▸ **GIVEN DATA**:

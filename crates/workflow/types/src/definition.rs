//! Workflow definitions: editor-defined approval graphs
//!
//! A definition owns an ordered list of states and the transition
//! rules connecting them. Exactly one state is the initial state;
//! states flagged `is_published` or `is_final` trigger content publish
//! side effects when entered. Definitions are structurally immutable
//! once instances reference them (metadata edits remain allowed);
//! enforcement lives in the service layer, validation lives here.

use crate::error::{WorkflowError, WorkflowResult};
use crate::id::{DefinitionId, RuleId, StateId};
use crate::rule::TransitionRule;
use chrono::{DateTime, Utc};
use serde::{Deserialize, Serialize};
use std::collections::HashSet;

// ── Workflow State ───────────────────────────────────────────────────

/// A named stage of an approval workflow (Draft, Review, Published...)
#[derive(Clone, Debug, Serialize, Deserialize)]
pub struct WorkflowState {
    /// Unique identifier
    pub id: StateId,
    /// Short symbolic key, unique within the definition
    pub state_key: String,
    /// Human-readable name
    pub name: String,
    /// Instances are created in the definition's initial state
    pub is_initial: bool,
    /// Entering this state publishes the content item
    pub is_published: bool,
    /// Entering this state completes the instance
    pub is_final: bool,
    /// Display and evaluation order
    pub sort_order: u32,
}

impl WorkflowState {
    pub fn new(state_key: impl Into<String>, name: impl Into<String>) -> Self {
        Self {
            id: StateId::generate(),
            state_key: state_key.into(),
            name: name.into(),
            is_initial: false,
            is_published: false,
            is_final: false,
            sort_order: 0,
        }
    }

    pub fn initial(mut self) -> Self {
        self.is_initial = true;
        self
    }

    pub fn published(mut self) -> Self {
        self.is_published = true;
        self
    }

    pub fn terminal(mut self) -> Self {
        self.is_final = true;
        self
    }

    pub fn with_sort_order(mut self, sort_order: u32) -> Self {
        self.sort_order = sort_order;
        self
    }
}

// ── Workflow Definition ──────────────────────────────────────────────

/// A named, versioned graph of states and transition rules
#[derive(Clone, Debug, Serialize, Deserialize)]
pub struct WorkflowDefinition {
    /// Unique identifier
    pub id: DefinitionId,
    /// Unique name across definitions
    pub name: String,
    /// Description shown to editors
    #[serde(default, skip_serializing_if = "String::is_empty")]
    pub description: String,
    /// Version for tracking definition evolution
    pub version: u32,
    /// Inactive definitions cannot spawn new instances
    pub is_active: bool,
    /// The states of the graph, in sort order
    pub states: Vec<WorkflowState>,
    /// The role-gated edges of the graph
    pub rules: Vec<TransitionRule>,
    /// When this definition was created
    pub created_at: DateTime<Utc>,
}

impl WorkflowDefinition {
    pub fn new(name: impl Into<String>) -> Self {
        Self {
            id: DefinitionId::generate(),
            name: name.into(),
            description: String::new(),
            version: 1,
            is_active: true,
            states: Vec::new(),
            rules: Vec::new(),
            created_at: Utc::now(),
        }
    }

    pub fn with_description(mut self, description: impl Into<String>) -> Self {
        self.description = description.into();
        self
    }

    /// Add a state to the graph.
    ///
    /// Rejects duplicate state keys and a second initial state.
    pub fn add_state(&mut self, state: WorkflowState) -> WorkflowResult<()> {
        if self.states.iter().any(|s| s.state_key == state.state_key) {
            return Err(WorkflowError::Validation(format!(
                "duplicate state key '{}'",
                state.state_key
            )));
        }
        if state.is_initial && self.states.iter().any(|s| s.is_initial) {
            return Err(WorkflowError::Validation(
                "definition already has an initial state".into(),
            ));
        }
        self.states.push(state);
        self.states.sort_by_key(|s| s.sort_order);
        Ok(())
    }

    /// Add a transition rule to the graph.
    ///
    /// Both endpoints must exist, a rule may not loop onto its source,
    /// and the (from, to) pair must be unique.
    pub fn add_rule(&mut self, rule: TransitionRule) -> WorkflowResult<()> {
        if rule.from_state == rule.to_state {
            return Err(WorkflowError::Validation(
                "transition rule may not loop onto its source state".into(),
            ));
        }
        if self.state(&rule.from_state).is_none() {
            return Err(WorkflowError::StateNotFound(rule.from_state));
        }
        if self.state(&rule.to_state).is_none() {
            return Err(WorkflowError::StateNotFound(rule.to_state));
        }
        if self
            .rules
            .iter()
            .any(|r| r.from_state == rule.from_state && r.to_state == rule.to_state)
        {
            return Err(WorkflowError::Validation(format!(
                "duplicate transition rule '{}' -> '{}'",
                rule.from_state, rule.to_state
            )));
        }
        self.rules.push(rule);
        Ok(())
    }

    /// Get a state by id
    pub fn state(&self, id: &StateId) -> Option<&WorkflowState> {
        self.states.iter().find(|s| &s.id == id)
    }

    /// Get a state by its symbolic key
    pub fn state_by_key(&self, key: &str) -> Option<&WorkflowState> {
        self.states.iter().find(|s| s.state_key == key)
    }

    /// Get a rule by id
    pub fn rule(&self, id: &RuleId) -> Option<&TransitionRule> {
        self.rules.iter().find(|r| &r.id == id)
    }

    /// The single initial state, if the definition is well-formed
    pub fn initial_state(&self) -> Option<&WorkflowState> {
        self.states.iter().find(|s| s.is_initial)
    }

    /// Validate structural invariants: at least one state, exactly one
    /// initial state, unique state keys, rule endpoints present.
    pub fn validate(&self) -> WorkflowResult<()> {
        if self.states.is_empty() {
            return Err(WorkflowError::Validation(
                "definition must have at least one state".into(),
            ));
        }

        let initial_count = self.states.iter().filter(|s| s.is_initial).count();
        if initial_count != 1 {
            return Err(WorkflowError::Validation(format!(
                "definition must have exactly one initial state, found {}",
                initial_count
            )));
        }

        let mut seen = HashSet::new();
        for state in &self.states {
            if !seen.insert(state.state_key.as_str()) {
                return Err(WorkflowError::Validation(format!(
                    "duplicate state key '{}'",
                    state.state_key
                )));
            }
        }

        for rule in &self.rules {
            if self.state(&rule.from_state).is_none() {
                return Err(WorkflowError::StateNotFound(rule.from_state.clone()));
            }
            if self.state(&rule.to_state).is_none() {
                return Err(WorkflowError::StateNotFound(rule.to_state.clone()));
            }
            if rule.from_state == rule.to_state {
                return Err(WorkflowError::Validation(
                    "transition rule may not loop onto its source state".into(),
                ));
            }
        }

        Ok(())
    }

    pub fn state_count(&self) -> usize {
        self.states.len()
    }

    pub fn rule_count(&self) -> usize {
        self.rules.len()
    }
}
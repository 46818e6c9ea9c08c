//! Role authorization for transition rules
//!
//! A rule with an empty allowed-role set is unrestricted. Otherwise
//! the caller must hold at least one of the allowed roles; the
//! comparison ignores ASCII case on both sides.

use workflow_types::TransitionRule;

/// Evaluates whether a caller's roles satisfy a rule's constraint
#[derive(Clone, Copy, Debug, Default)]
pub struct TransitionAuthorizer;

impl TransitionAuthorizer {
    pub fn new() -> Self {
        Self
    }

    /// True if the caller may traverse the rule
    pub fn authorize(&self, rule: &TransitionRule, caller_roles: &[String]) -> bool {
        rule.allowed_roles.is_unrestricted() || rule.allowed_roles.intersects(caller_roles)
    }
}
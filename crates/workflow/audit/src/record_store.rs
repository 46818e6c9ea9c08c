//! Audit record persistence
//!
//! The record store is append-only: records are upserted by id, never
//! mutated, and only removed in bulk by age. The in-memory adapter
//! backs tests and local development.

use crate::consumer::NotificationHandler;
use crate::error::{AuditError, AuditResult};
use async_trait::async_trait;
use chrono::{Duration, Utc};
use std::sync::Arc;
use std::sync::Mutex;
use workflow_types::{AuditRecord, StateChangeEvent};

// ── Store port ───────────────────────────────────────────────────────

/// Durable store for processed audit records
#[async_trait]
pub trait NotificationRecordStore: Send + Sync {
    /// Insert or replace the record with the same id. Redelivered
    /// messages upsert the same record, so processing is idempotent.
    async fn save(&self, record: &AuditRecord) -> AuditResult<()>;

    /// All records, ordered by transition timestamp ascending
    async fn list(&self) -> AuditResult<Vec<AuditRecord>>;

    /// Delete records whose transition timestamp is older than `age`;
    /// returns how many were removed
    async fn purge_older_than(&self, age: Duration) -> AuditResult<usize>;
}

// ── In-memory adapter ────────────────────────────────────────────────

/// Vec-backed record store
#[derive(Default)]
pub struct InMemoryRecordStore {
    records: Mutex<Vec<AuditRecord>>,
}

impl InMemoryRecordStore {
    pub fn new() -> Self {
        Self::default()
    }

    fn lock(&self) -> AuditResult<std::sync::MutexGuard<'_, Vec<AuditRecord>>> {
        self.records
            .lock()
            .map_err(|_| AuditError::Processing("record store lock poisoned".into()))
    }
}

#[async_trait]
impl NotificationRecordStore for InMemoryRecordStore {
    async fn save(&self, record: &AuditRecord) -> AuditResult<()> {
        let mut records = self.lock()?;
        match records.iter_mut().find(|r| r.id == record.id) {
            Some(existing) => *existing = record.clone(),
            None => records.push(record.clone()),
        }
        Ok(())
    }

    async fn list(&self) -> AuditResult<Vec<AuditRecord>> {
        let mut records = self.lock()?.clone();
        records.sort_by_key(|r| r.timestamp);
        Ok(records)
    }

    async fn purge_older_than(&self, age: Duration) -> AuditResult<usize> {
        let cutoff = Utc::now() - age;
        let mut records = self.lock()?;
        let before = records.len();
        records.retain(|r| r.timestamp >= cutoff);
        Ok(before - records.len())
    }
}

// ── Handler ──────────────────────────────────────────────────────────

/// The default notification handler: converts the wire event into an
/// audit record and persists it
pub struct StoreNotificationHandler<S> {
    store: Arc<S>,
}

impl<S> StoreNotificationHandler<S> {
    pub fn new(store: Arc<S>) -> Self {
        Self { store }
    }
}

#[async_trait]
impl<S> NotificationHandler for StoreNotificationHandler<S>
where
    S: NotificationRecordStore,
{
    async fn handle(&self, event: &StateChangeEvent) -> AuditResult<()> {
        let record = AuditRecord::from_event(event);
        self.store.save(&record).await?;
        tracing::debug!(
            content_id = %event.content_id,
            record_id = %record.id,
            approved = event.approved,
            "Audit record stored"
        );
        Ok(())
    }
}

▸ **WORK INSTRUCTION**:
Number of lines containing the word "false" in the material above: report this figure and nothing more.

▸ **RESPONSE AREA**:
3